• _Assignment_: The listing below is to be transcribed exactly.

• _Information shown_:
+++
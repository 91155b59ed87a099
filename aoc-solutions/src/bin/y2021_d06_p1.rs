aoc_solver::script_main!(aoc_solutions::my_solutions::year_2021::day_06::Solver, 1);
+++
• _Solved problem_:
repository 91155b59ed87a099
filename aoc-solutions/src/bin/y2021_d06_p1.rs
aoc_solver::script_main!(aoc_solutions::my_solutions::year_2021::day_06::Solver, 1);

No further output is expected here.